For-Profit Institutions Slammed by Senate ReportEvoLLLution NewsWire
A major player in the education of non-traditional students, Harkin found the for-profit higher education industry to operate as aggressive recruiting operations more focused on delivering strong quarterly numbers to shareholders than delivering quality learning experiences for students.
Harkin went on to characterize the federal student aid money spent at for-profit institutions—totaling $32-billion in 2009-2010—as “squandered”, pointing to poor graduation rates and graduates unprepared for the workforce.
Nearly all students attending for-profit colleges take out loans to enroll, as opposed to just 13 percent of students enrolling in community colleges. The report made note of the immense cost of for-profit higher education and warned of the cost of investing in the industry.
“While community colleges and two-year for-profit programs have similarly low retention rates, the cost of the for-profit programs makes those programs more risky for students and federal taxpayers.”
The focus on marketing was also a major point of critique for the report, showing in 2009 that four of the five most profitable for-profit education companies spent more on marketing per student than they did on instruction per student. Moreover, the fact that the marketing tends to focus on vulnerable population segments made for additional fodder for the report’s authors.
The Committee’s Republican members and the main trade group representing for-profit higher education labeled the report as an unfair political attack on the industry.

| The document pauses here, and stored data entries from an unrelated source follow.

#[cfg(test)]
mod tests {
    use std::collections::HashMap;
    use std::sync::Arc;

    use async_trait::async_trait;
    use taskboard_core::{AppResult, CurrentUser, UserId};
    use taskboard_domain::{
        AccessDecision, FileContext, Permission, ProjectContext, ResourceKind, ResourceTarget,
        TaskContext, UserContext,
    };
    use uuid::Uuid;

    use crate::context_resolver::{ResourceContextRepository, ResourceContextResolver};
    use crate::role_assignment::{AssignmentOutcome, RoleAssignmentRecord, RoleAssignmentStore};

    use super::{AccessControlService, RequestAuthzView};

    struct FakeAssignmentStore {
        roles: HashMap<UserId, Vec<String>>,
    }

    #[async_trait]
    impl RoleAssignmentStore for FakeAssignmentStore {
        async fn assign(
            &self,
            _user_id: UserId,
            _role_name: &str,
            _assigned_by: UserId,
        ) -> AppResult<AssignmentOutcome> {
            Ok(AssignmentOutcome::Created)
        }

        async fn remove(&self, _user_id: UserId, _role_name: &str) -> AppResult<()> {
            Ok(())
        }

        async fn sync(
            &self,
            _user_id: UserId,
            _role_names: &[String],
            _assigned_by: UserId,
        ) -> AppResult<()> {
            Ok(())
        }

        async fn roles_of(&self, user_id: UserId) -> AppResult<Vec<String>> {
            Ok(self.roles.get(&user_id).cloned().unwrap_or_default())
        }

        async fn has_role(&self, user_id: UserId, role_name: &str) -> AppResult<bool> {
            Ok(self
                .roles
                .get(&user_id)
                .is_some_and(|roles| roles.iter().any(|role| role == role_name)))
        }

        async fn delete_role(&self, _role_name: &str) -> AppResult<()> {
            Ok(())
        }

        async fn list_assignments(&self) -> AppResult<Vec<RoleAssignmentRecord>> {
            Ok(Vec::new())
        }
    }

    #[derive(Default)]
    struct FakeContextRepository {
        tasks: HashMap<Uuid, (Option<UserId>, Uuid)>,
        responsibles: HashMap<Uuid, Vec<UserId>>,
    }

    #[async_trait]
    impl ResourceContextRepository for FakeContextRepository {
        async fn project_context(
            &self,
            caller: UserId,
            project_id: Uuid,
        ) -> AppResult<Option<ProjectContext>> {
            Ok(self.responsibles.contains_key(&project_id).then(|| {
                ProjectContext {
                    project_id,
                    is_responsible: self.responsibles[&project_id].contains(&caller),
                }
            }))
        }

        async fn task_context(
            &self,
            caller: UserId,
            task_id: Uuid,
        ) -> AppResult<Option<TaskContext>> {
            Ok(self
                .tasks
                .get(&task_id)
                .map(|(assignee, project_id)| TaskContext {
                    task_id,
                    project_id: *project_id,
                    is_assignee: *assignee == Some(caller),
                    is_project_responsible: self
                        .responsibles
                        .get(project_id)
                        .is_some_and(|users| users.contains(&caller)),
                }))
        }

        async fn file_context(
            &self,
            _caller: UserId,
            _file_id: Uuid,
        ) -> AppResult<Option<FileContext>> {
            Ok(None)
        }

        async fn user_context(
            &self,
            caller: UserId,
            user_id: Uuid,
        ) -> AppResult<Option<UserContext>> {
            Ok(Some(UserContext {
                user_id,
                is_self: caller.as_uuid() == user_id,
            }))
        }
    }

    fn engine(
        roles: HashMap<UserId, Vec<String>>,
        contexts: FakeContextRepository,
    ) -> AccessControlService {
        AccessControlService::new(
            Arc::new(FakeAssignmentStore { roles }),
            ResourceContextResolver::new(Arc::new(contexts)),
        )
    }

    fn view_for(roles: Vec<&str>) -> (UserId, RequestAuthzView) {
        let user_id = UserId::new();
        let user = CurrentUser::new(user_id, "caller", false);
        let view =
            RequestAuthzView::from_roles(user, roles.into_iter().map(str::to_owned).collect());
        (user_id, view)
    }

    fn task_target(task_id: Uuid) -> Option<ResourceTarget> {
        Some(ResourceTarget {
            kind: ResourceKind::Task,
            id: task_id,
        })
    }

    #[tokio::test]
    async fn admin_is_allowed_even_for_missing_resources() {
        let (_, view) = view_for(vec!["admin"]);
        let engine = engine(HashMap::new(), FakeContextRepository::default());

        let decision = engine
            .authorize(&view, Permission::TasksUpdate, task_target(Uuid::new_v4()))
            .await;

        assert!(matches!(decision, Ok(AccessDecision::Allow)));
    }

    #[tokio::test]
    async fn assignee_may_update_their_task() {
        let (caller, view) = view_for(vec!["task_owner"]);
        let task_id = Uuid::new_v4();
        let contexts = FakeContextRepository {
            tasks: HashMap::from([(task_id, (Some(caller), Uuid::new_v4()))]),
            responsibles: HashMap::new(),
        };
        let engine = engine(HashMap::new(), contexts);

        let decision = engine
            .authorize(&view, Permission::TasksUpdate, task_target(task_id))
            .await;

        assert!(matches!(decision, Ok(AccessDecision::Allow)));
    }

    #[tokio::test]
    async fn unrelated_caller_is_denied_with_decision_detail() {
        let (_, view) = view_for(vec!["task_owner"]);
        let task_id = Uuid::new_v4();
        let contexts = FakeContextRepository {
            tasks: HashMap::from([(task_id, (Some(UserId::new()), Uuid::new_v4()))]),
            responsibles: HashMap::new(),
        };
        let engine = engine(HashMap::new(), contexts);

        let decision = engine
            .authorize(&view, Permission::TasksUpdate, task_target(task_id))
            .await;

        match decision {
            Ok(AccessDecision::Deny(denial)) => {
                assert_eq!(denial.required_permission, Permission::TasksUpdate);
                assert_eq!(denial.user_roles, vec!["task_owner".to_owned()]);
            }
            other => panic!("expected a denial, got {other:?}"),
        }
    }

    #[tokio::test]
    async fn project_responsible_may_update_an_unassigned_task() {
        let (caller, view) = view_for(vec!["project_owner"]);
        let task_id = Uuid::new_v4();
        let project_id = Uuid::new_v4();
        let contexts = FakeContextRepository {
            tasks: HashMap::from([(task_id, (Some(UserId::new()), project_id))]),
            responsibles: HashMap::from([(project_id, vec![caller])]),
        };
        let engine = engine(HashMap::new(), contexts);

        let decision = engine
            .authorize(&view, Permission::TasksUpdate, task_target(task_id))
            .await;

        assert!(matches!(decision, Ok(AccessDecision::Allow)));
    }

    #[tokio::test]
    async fn missing_resource_is_not_found_rather_than_denied() {
        let (_, view) = view_for(vec!["task_owner"]);
        let engine = engine(HashMap::new(), FakeContextRepository::default());

        let decision = engine
            .authorize(&view, Permission::TasksUpdate, task_target(Uuid::new_v4()))
            .await;

        assert!(matches!(decision, Ok(AccessDecision::NotFound)));
    }

    #[tokio::test]
    async fn base_permission_gate_runs_before_existence_checks() {
        // member lacks tasks:update entirely, so probing an unknown id
        // yields a deny rather than a 404 existence oracle.
        let (_, view) = view_for(vec!["member"]);
        let engine = engine(HashMap::new(), FakeContextRepository::default());

        let decision = engine
            .authorize(&view, Permission::TasksUpdate, task_target(Uuid::new_v4()))
            .await;

        assert!(matches!(decision, Ok(AccessDecision::Deny(_))));
    }

    #[tokio::test]
    async fn create_permissions_skip_refinement() {
        let (_, view) = view_for(vec!["project_owner"]);
        let engine = engine(HashMap::new(), FakeContextRepository::default());

        let decision = engine
            .authorize(&view, Permission::ProjectsCreate, None)
            .await;

        assert!(matches!(decision, Ok(AccessDecision::Allow)));
    }

    #[tokio::test]
    async fn mismatched_target_kind_is_a_validation_error() {
        let (_, view) = view_for(vec!["project_owner"]);
        let engine = engine(HashMap::new(), FakeContextRepository::default());

        let result = engine
            .authorize(
                &view,
                Permission::ProjectsUpdate,
                task_target(Uuid::new_v4()),
            )
            .await;

        assert!(result.is_err());
    }
}
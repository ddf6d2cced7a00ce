pub mod access;
pub mod health;
pub mod security;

“The report twists the facts to fit a narrative, proving that this is nothing more than continued political attacks on private-sector colleges and universities,” Steve Gunderson, president and chief executive officer of the Association of Private Sector Colleges and Universities, said in a written statement.
He pointed out that adult students are not necessarily being attracted by the marketing of for-profits, but rather are drawn in by the flexibility of program scheduling and the pathways between instruction and employment.